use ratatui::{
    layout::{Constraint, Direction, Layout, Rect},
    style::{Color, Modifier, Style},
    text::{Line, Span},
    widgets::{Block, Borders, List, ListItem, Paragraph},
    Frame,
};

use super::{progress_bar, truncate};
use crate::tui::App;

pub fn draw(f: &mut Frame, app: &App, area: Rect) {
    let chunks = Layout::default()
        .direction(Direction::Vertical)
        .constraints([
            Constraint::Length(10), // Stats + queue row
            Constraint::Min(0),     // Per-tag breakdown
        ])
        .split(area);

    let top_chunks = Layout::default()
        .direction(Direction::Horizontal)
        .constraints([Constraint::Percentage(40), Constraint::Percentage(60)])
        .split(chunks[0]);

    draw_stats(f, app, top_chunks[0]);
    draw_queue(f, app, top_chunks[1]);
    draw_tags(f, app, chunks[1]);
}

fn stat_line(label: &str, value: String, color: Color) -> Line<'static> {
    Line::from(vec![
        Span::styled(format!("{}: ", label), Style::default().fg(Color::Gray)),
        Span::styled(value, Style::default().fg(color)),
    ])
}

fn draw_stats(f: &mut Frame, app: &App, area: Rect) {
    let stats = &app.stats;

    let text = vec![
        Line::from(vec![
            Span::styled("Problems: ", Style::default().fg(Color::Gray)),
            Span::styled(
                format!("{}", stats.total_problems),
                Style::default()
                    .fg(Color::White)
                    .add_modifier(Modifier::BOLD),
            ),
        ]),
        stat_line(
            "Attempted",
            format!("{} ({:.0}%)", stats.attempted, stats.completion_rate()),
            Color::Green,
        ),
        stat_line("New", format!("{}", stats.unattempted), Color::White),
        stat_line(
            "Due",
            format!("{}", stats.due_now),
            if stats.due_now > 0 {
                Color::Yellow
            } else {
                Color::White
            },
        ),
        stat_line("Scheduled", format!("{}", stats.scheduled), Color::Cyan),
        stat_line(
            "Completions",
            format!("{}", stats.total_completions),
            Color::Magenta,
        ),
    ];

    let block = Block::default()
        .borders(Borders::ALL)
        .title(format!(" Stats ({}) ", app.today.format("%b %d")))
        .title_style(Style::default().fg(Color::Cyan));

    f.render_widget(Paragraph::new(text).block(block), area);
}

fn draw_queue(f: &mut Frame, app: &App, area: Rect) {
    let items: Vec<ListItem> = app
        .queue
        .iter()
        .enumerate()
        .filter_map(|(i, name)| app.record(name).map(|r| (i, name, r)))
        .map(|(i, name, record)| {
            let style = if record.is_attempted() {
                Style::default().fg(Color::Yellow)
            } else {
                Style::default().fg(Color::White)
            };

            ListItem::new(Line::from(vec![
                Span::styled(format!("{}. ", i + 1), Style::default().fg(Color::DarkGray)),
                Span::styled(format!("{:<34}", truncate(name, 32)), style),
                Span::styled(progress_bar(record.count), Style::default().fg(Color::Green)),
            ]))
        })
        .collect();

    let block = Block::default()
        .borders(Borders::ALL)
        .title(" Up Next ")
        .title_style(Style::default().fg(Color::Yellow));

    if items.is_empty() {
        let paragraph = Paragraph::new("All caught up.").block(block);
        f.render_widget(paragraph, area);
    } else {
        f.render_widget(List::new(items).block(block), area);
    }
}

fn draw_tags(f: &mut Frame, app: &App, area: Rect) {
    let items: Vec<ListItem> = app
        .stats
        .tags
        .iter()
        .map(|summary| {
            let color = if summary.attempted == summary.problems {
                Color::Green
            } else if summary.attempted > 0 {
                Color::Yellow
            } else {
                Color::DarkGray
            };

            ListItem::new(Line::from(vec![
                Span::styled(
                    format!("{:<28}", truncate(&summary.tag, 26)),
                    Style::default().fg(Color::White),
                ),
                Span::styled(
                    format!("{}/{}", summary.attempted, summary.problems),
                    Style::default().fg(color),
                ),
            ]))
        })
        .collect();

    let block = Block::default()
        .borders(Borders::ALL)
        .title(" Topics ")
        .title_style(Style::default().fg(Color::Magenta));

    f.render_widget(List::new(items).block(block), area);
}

○ ○ ○ ○

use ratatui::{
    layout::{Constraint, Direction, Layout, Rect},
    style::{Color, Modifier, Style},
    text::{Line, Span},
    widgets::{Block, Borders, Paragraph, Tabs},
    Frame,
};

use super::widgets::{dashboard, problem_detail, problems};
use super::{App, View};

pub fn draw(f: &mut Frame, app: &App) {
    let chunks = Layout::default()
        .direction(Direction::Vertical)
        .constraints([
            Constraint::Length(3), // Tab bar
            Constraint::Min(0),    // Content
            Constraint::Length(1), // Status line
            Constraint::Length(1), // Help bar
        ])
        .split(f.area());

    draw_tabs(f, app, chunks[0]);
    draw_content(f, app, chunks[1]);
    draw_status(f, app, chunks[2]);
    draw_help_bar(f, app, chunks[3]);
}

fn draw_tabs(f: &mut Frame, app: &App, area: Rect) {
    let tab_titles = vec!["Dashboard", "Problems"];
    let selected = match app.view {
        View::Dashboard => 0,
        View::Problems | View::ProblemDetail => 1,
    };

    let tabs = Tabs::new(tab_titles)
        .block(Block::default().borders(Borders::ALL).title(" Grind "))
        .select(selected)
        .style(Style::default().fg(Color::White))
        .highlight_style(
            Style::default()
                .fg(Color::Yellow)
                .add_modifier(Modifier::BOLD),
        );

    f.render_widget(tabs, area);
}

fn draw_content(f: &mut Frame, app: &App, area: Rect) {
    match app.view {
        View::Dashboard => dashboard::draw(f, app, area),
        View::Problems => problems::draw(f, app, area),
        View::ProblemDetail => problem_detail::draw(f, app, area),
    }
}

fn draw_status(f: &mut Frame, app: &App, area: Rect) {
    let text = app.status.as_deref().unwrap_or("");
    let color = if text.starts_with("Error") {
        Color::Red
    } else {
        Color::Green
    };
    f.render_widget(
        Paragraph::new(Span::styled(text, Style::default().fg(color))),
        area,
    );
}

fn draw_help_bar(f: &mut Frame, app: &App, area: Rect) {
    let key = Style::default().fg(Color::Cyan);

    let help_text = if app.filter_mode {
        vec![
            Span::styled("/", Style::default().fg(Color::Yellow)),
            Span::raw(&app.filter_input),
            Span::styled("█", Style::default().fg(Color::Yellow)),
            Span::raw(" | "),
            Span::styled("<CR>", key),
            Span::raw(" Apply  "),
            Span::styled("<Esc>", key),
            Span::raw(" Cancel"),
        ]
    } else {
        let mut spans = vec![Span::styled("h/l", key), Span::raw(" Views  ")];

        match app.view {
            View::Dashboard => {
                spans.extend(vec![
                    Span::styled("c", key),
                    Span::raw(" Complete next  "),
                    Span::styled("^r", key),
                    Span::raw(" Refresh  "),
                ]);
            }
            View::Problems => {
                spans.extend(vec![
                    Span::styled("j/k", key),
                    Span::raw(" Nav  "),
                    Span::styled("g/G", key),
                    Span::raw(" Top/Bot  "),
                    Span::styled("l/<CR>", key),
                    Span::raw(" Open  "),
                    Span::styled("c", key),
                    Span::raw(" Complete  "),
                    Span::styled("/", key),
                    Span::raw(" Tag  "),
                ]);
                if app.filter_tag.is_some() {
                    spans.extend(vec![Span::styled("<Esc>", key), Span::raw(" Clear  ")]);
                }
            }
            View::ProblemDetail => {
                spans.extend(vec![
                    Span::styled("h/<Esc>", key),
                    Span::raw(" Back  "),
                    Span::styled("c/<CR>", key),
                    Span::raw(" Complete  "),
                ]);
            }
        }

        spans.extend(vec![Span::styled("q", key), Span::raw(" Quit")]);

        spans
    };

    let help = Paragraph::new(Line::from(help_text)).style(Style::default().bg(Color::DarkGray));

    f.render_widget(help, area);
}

○ ○ ○ ○

> _PROBLEM STATEMENT_:
Tally how many lines of the listing above include the string "items", and report that figure by itself.

> _EXERCISE ANSWER_:
5